Les Narraghansetts, tribu voisine de son habitation, avaient pris pour sachem ou pour chef Massasoit, vieillard maladif, dont le caractère était pacifique, et dont Jock Muirland se concilia aisément la bienveillance en lui donnant de l'eau-de-vie de grain qu'il savait distiller.
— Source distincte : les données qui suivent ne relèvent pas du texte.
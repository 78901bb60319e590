//! Deposit confirmation pipeline: turns an externally verified transfer into
//! an active investment lot and, when a referrer exists, the matching
//! commission, all in one critical step. Verification itself runs outside
//! the write gate; only its resolved result is submitted here.

use std::collections::BTreeMap;
use std::fs;
use std::path::Path;

use serde::{Deserialize, Serialize};

use crate::ledger::{
    Amount, InvestmentLot, Ledger, LedgerError, Plan, TxId, UserId, AMOUNT_EPSILON, LOCK_MS,
};
use crate::referral;

/// An observed on-chain transfer as reported by the verification collaborator.
#[derive(Clone, Debug, Serialize, Deserialize, PartialEq, Eq)]
pub struct Transfer {
    pub from: String,
    pub to: String,
    pub amount: Amount,
    pub confirmed: bool,
}

#[derive(Clone, Debug, PartialEq, Eq)]
pub enum Verification {
    Found(Transfer),
    NotFound,
}

#[derive(Debug, thiserror::Error)]
pub enum VerifyError {
    #[error("transfer verification timed out")]
    Timeout,
    #[error("transfer record unreadable: {0}")]
    Unreadable(String),
}

/// Collaborator contract for the blockchain transfer lookup. Implementations
/// must bound their own latency; the pipeline never retries, callers
/// resubmit. The call is issued before entering the write gate so one slow
/// lookup cannot block unrelated mutations.
pub trait TransferVerifier {
    fn verify(&self, tx_id: &str) -> Result<Verification, VerifyError>;
}

/// Why a deposit claim was turned down. Stable machine-checkable codes;
/// timeouts, lookup failures and unconfirmed transfers all collapse into
/// `NotVerifiable`, and the user may resubmit once the transfer settles.
#[derive(Clone, Copy, Debug, PartialEq, Eq)]
pub enum DepositRejection {
    NotVerifiable,
    WrongRecipient,
    AmountBelowPlan,
    DuplicateTx,
}

impl DepositRejection {
    pub fn as_str(self) -> &'static str {
        match self {
            DepositRejection::NotVerifiable => "not_verifiable",
            DepositRejection::WrongRecipient => "wrong_recipient",
            DepositRejection::AmountBelowPlan => "amount_below_plan",
            DepositRejection::DuplicateTx => "duplicate_tx",
        }
    }
}

impl std::fmt::Display for DepositRejection {
    fn fmt(&self, f: &mut std::fmt::Formatter<'_>) -> std::fmt::Result {
        f.write_str(self.as_str())
    }
}

#[derive(Clone, Debug, PartialEq, Eq)]
pub struct ReferralCredit {
    pub referrer: UserId,
    pub amount: Amount,
}

#[derive(Clone, Debug, PartialEq, Eq)]
pub enum DepositOutcome {
    Confirmed {
        lot_id: String,
        amount: Amount,
        referral_credited: Option<ReferralCredit>,
    },
    Rejected {
        reason: DepositRejection,
    },
}

/// Validates a deposit claim and, when every check passes, materializes the
/// lot and the referral credit atomically. Checks run in order and the first
/// failure short-circuits with no mutation at all:
/// 1. the transfer exists and is confirmed;
/// 2. it was sent to the program's deposit address;
/// 3. it covers the plan price (1-cent tolerance);
/// 4. its transaction id has never been consumed before.
pub fn confirm(
    ledger: &mut Ledger,
    deposit_address: &str,
    user_id: UserId,
    plan: Plan,
    tx_id: &str,
    verification: Result<Verification, VerifyError>,
    now_ms: u64,
) -> Result<DepositOutcome, LedgerError> {
    if !ledger.contains_account(user_id) {
        return Err(LedgerError::UnknownAccount { user_id });
    }

    let transfer = match verification {
        Ok(Verification::Found(t)) if t.confirmed => t,
        _ => return Ok(rejected(DepositRejection::NotVerifiable)),
    };
    if transfer.to != deposit_address {
        return Ok(rejected(DepositRejection::WrongRecipient));
    }
    if transfer.amount + AMOUNT_EPSILON < plan.price() {
        return Ok(rejected(DepositRejection::AmountBelowPlan));
    }
    if ledger.consumed_tx_ids.contains(tx_id) {
        return Ok(rejected(DepositRejection::DuplicateTx));
    }

    ledger.consumed_tx_ids.insert(tx_id.to_string());
    let lot_id = ledger.mint_lot_id();
    let account = ledger.account_mut(user_id)?;
    account.investments.push(InvestmentLot {
        id: lot_id.clone(),
        plan,
        amount: plan.price(),
        start_at_ms: now_ms,
        lock_until_ms: now_ms + LOCK_MS,
        active: true,
        source_tx_id: tx_id.to_string(),
    });
    let referrer = account.referrer;

    let referral_credited = referrer.and_then(|sponsor_id| {
        ledger.accounts.get_mut(&sponsor_id).map(|sponsor| ReferralCredit {
            referrer: sponsor_id,
            amount: referral::credit(sponsor, plan),
        })
    });

    Ok(DepositOutcome::Confirmed {
        lot_id,
        amount: plan.price(),
        referral_credited,
    })
}

fn rejected(reason: DepositRejection) -> DepositOutcome {
    DepositOutcome::Rejected { reason }
}

/// Verifier backed by a local JSON document of observed transfers, keyed by
/// transaction id. Stands in for the chain-lookup client when operating the
/// CLI; tests use in-memory maps directly.
pub struct FileVerifier {
    transfers: BTreeMap<TxId, Transfer>,
}

impl FileVerifier {
    pub fn load(path: &Path) -> Result<Self, VerifyError> {
        let bytes =
            fs::read(path).map_err(|e| VerifyError::Unreadable(format!("{}: {e}", path.display())))?;
        let transfers = serde_json::from_slice(&bytes)
            .map_err(|e| VerifyError::Unreadable(format!("{}: {e}", path.display())))?;
        Ok(Self { transfers })
    }

    pub fn from_map(transfers: BTreeMap<TxId, Transfer>) -> Self {
        Self { transfers }
    }
}

impl TransferVerifier for FileVerifier {
    fn verify(&self, tx_id: &str) -> Result<Verification, VerifyError> {
        Ok(match self.transfers.get(tx_id) {
            Some(transfer) => Verification::Found(transfer.clone()),
            None => Verification::NotFound,
        })
    }
}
Massasoit tomba malade; son ami Muirland vint le visiter dans sa hutte.

Imaginez un wigwam indien, cabane pointue, avec un trou pour laisser échapper la fumée; au milieu de ce pauvre palais, un foyer embrasé; sur des peaux de buffle, étendues par terre, le vieux chef malade; autour de lui les principaux sagamores du canton, hurlant, criant, pleurant et faisant un tapage qui, loin de guérir le malade, eût rendu malade un homme en bonne santé. Un powam ou médecin indien conduisait le choeur et la danse lugubres; les échos voisins retentissaient du bruit que faisait cette étrange cérémonie: c'étaient là les prières publiques offertes aux divinités du pays.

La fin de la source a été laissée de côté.